+++ MATERIAL SUPPLIED
//! Write-side operations: expression building, single-item mutations,
//! batched writes, and transactions.

pub mod batch;
pub mod expression;
pub mod transact;
pub mod write;

pub use batch::{batch_delete_items, batch_put_items};
pub use expression::{
    ConditionExpr, Connective, ExpressionParts, build_condition_expressions,
    build_update_expressions,
};
pub use transact::{transact_delete_items, transact_put_items, transact_write_items};
pub use write::{delete_item, put_item, update_item};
++++++
REQUIREMENT –
Copy the records above exactly, leaving nothing out.

SOLUTION TO THIS PROBLEM –
//! Write-side operations: expression building, single-item mutations,
//! batched writes, and transactions.

pub mod batch;
pub mod expression;
pub mod transact;
pub mod write;

pub use batch::{batch_delete_items, batch_put_items};
pub use expression::{
    ConditionExpr, Connective, ExpressionParts, build_condition_expressions,
    build_update_expressions,
};
pub use transact::{transact_delete_items, transact_put_items, transact_write_items};
pub use write::{delete_item, put_item, update_item};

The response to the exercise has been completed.